Marilyn Bridges’ aerial photographs . . . testify to an irresistible combination of artistry, technical competence and gung-ho tenacity.
– Jane Richards, The Independent (UK)

Marilyn Bridges, photographer, pilot and explorer, illuminates the bonds between the mark-makers of 3000 BC and the builders of our modern cities. Ancient or contemporary, Bridges’ landscapes serve the dual role of interpreting the power of extraordinary sites and creating visual records that may prove to be the only means of preserving these sites against the eroding elements of time and neglect. Bridges' work itself is about time, both geological and human.

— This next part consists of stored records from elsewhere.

//! Host selection for submission, driven by per-host free cores.

use rustc_hash::{FxHashMap, FxHashSet};

use crate::toolchain::Occupancy;

/// Build the list of submission slots, one entry per usable core.
///
/// Each host contributes `free - 1` entries (one core is left as headroom),
/// so hosts with at most one free core never appear. Hosts from `priority`
/// come first, in that list's order; the remaining hosts follow by
/// descending free cores, ties kept in report order.
pub fn machine_order(occupancy: &Occupancy, priority: &[String]) -> Vec<String> {
    let free: FxHashMap<&str, u32> = occupancy
        .iter()
        .map(|(host, (occupied, total))| (host.as_str(), total.saturating_sub(*occupied)))
        .collect();

    let mut ranked: Vec<&str> = occupancy.keys().map(|h| h.as_str()).collect();
    // Stable sort keeps report order among equals.
    ranked.sort_by(|a, b| free[b].cmp(&free[a]));

    let mut seen = FxHashSet::default();
    let preferred: Vec<&str> = priority
        .iter()
        .map(|h| h.as_str())
        .filter(|h| free.contains_key(h) && seen.insert(*h))
        .collect();
    let remainder = ranked.into_iter().filter(|h| !seen.contains(h));

    let mut order = Vec::new();
    for host in preferred.iter().copied().chain(remainder) {
        for _ in 1..free[host] {
            order.push(host.to_string());
        }
    }
    order
}

#[cfg(test)]
mod tests {
    use super::*;

    fn make_occupancy(hosts: &[(&str, u32, u32)]) -> Occupancy {
        hosts
            .iter()
            .map(|(h, occupied, total)| (h.to_string(), (*occupied, *total)))
            .collect()
    }

    fn counts(order: &[String]) -> Vec<(String, usize)> {
        let mut runs: Vec<(String, usize)> = Vec::new();
        for host in order {
            match runs.last_mut() {
                Some((last, n)) if last == host => *n += 1,
                _ => runs.push((host.clone(), 1)),
            }
        }
        runs
    }

    #[test]
    fn test_priority_host_first_then_capacity() {
        let occupancy = make_occupancy(&[("h1", 2, 10), ("h2", 0, 4)]);
        let order = machine_order(&occupancy, &["h2".to_string()]);
        assert_eq!(
            counts(&order),
            vec![("h2".to_string(), 3), ("h1".to_string(), 7)]
        );
    }

    #[test]
    fn test_no_priority_sorts_by_free_cores() {
        let occupancy = make_occupancy(&[("small", 0, 3), ("big", 1, 9), ("mid", 0, 5)]);
        let order = machine_order(&occupancy, &[]);
        assert_eq!(
            counts(&order),
            vec![
                ("big".to_string(), 7),
                ("mid".to_string(), 4),
                ("small".to_string(), 2)
            ]
        );
    }

    #[test]
    fn test_priority_list_order_and_unknown_hosts() {
        let occupancy = make_occupancy(&[("a", 0, 3), ("b", 0, 9), ("c", 0, 5)]);
        let priority = vec!["ghost".to_string(), "a".to_string(), "c".to_string(), "a".to_string()];
        let order = machine_order(&occupancy, &priority);
        assert_eq!(
            counts(&order),
            vec![
                ("a".to_string(), 2),
                ("c".to_string(), 4),
                ("b".to_string(), 8)
            ]
        );
    }

    #[test]
    fn test_hosts_without_headroom_are_omitted() {
        let occupancy = make_occupancy(&[("full", 8, 8), ("over", 12, 8), ("one", 3, 4), ("two", 2, 4)]);
        let order = machine_order(&occupancy, &["full".to_string()]);
        assert_eq!(order, vec!["two".to_string()]);
    }

    #[test]
    fn test_empty_occupancy() {
        assert!(machine_order(&Occupancy::default(), &["h1".to_string()]).is_empty());
    }
}
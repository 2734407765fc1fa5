//! Scheduler operations: Queue, Stage, Submit, Retrieve, Clean.
//!
//! State lives in job statuses and chain labels only. Every assignment change
//! is pushed to the chain label before the ledger is saved, so after a crash
//! the live labels are what the consistency checks reconcile against.

use std::fs;
use std::path::Path;

use crate::cards::{self, parse_overrides};
use crate::chain_registry::ChainRegistry;
use crate::config::Settings;
use crate::error::{PostboxError, Result};
use crate::job_store::JobStore;
use crate::models::{Chain, ChainNumber, JobStatus, Sid};
use crate::toolchain::{parse_occupancy, PowrToolchain, Toolchain};
use crate::{log_changes, log_checks, log_warn};

use super::host_order::machine_order;
use super::report::{
    AutoReport, CleanReport, QueueReport, RetrieveReport, StageReport, SubmitReport, Summary,
};
use super::workdir;

/// Width of the `FROM SID ` prefix before the predecessor id in a request.
const REQUEST_SID_START: usize = 9;
const REQUEST_SID_END: usize = 15;

/// A parsed line of the request file.
#[derive(Clone, Debug, PartialEq)]
pub struct Request {
    pub depends_on: Sid,
    pub params: String,
    pub comment: String,
}

/// Parse `FROM SID nnnnnn | overrides | comment`.
pub fn parse_request(line: &str) -> Result<Request> {
    let malformed = |reason: String| PostboxError::MalformedRequest {
        line: line.trim_end().to_string(),
        reason,
    };

    let mut fields = line.splitn(3, '|');
    let head = fields.next().unwrap_or_default();
    let params = fields
        .next()
        .ok_or_else(|| malformed("missing override field".to_string()))?;
    let comment = fields.next().unwrap_or_default();

    let sid_field = head
        .get(REQUEST_SID_START..REQUEST_SID_END)
        .ok_or_else(|| malformed("predecessor id field too short".to_string()))?;
    let depends_on: Sid = sid_field
        .trim()
        .parse()
        .map_err(|_| malformed(format!("invalid predecessor id {:?}", sid_field)))?;

    let params = params.trim().to_uppercase();
    parse_overrides(&params).map_err(malformed)?;

    Ok(Request {
        depends_on,
        params,
        comment: comment.trim().to_string(),
    })
}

– Willis Hartshorn, Director, International Center of Photography

For me, there's no other way to understand her photography without comprehending her continual hunt for secrets and mysteries. For her, the face of the earth is one glyph after another shrouded in shadows to be exposed and interpreted . . . Indeed, her hallmark is shadow, the sharp delineation of absent light. One could easily turn the etymology of photograph on its ear and call a Bridges aerial landscape an umbragraph, where darkness explains things or at least exposes them far more comprehensively than light does.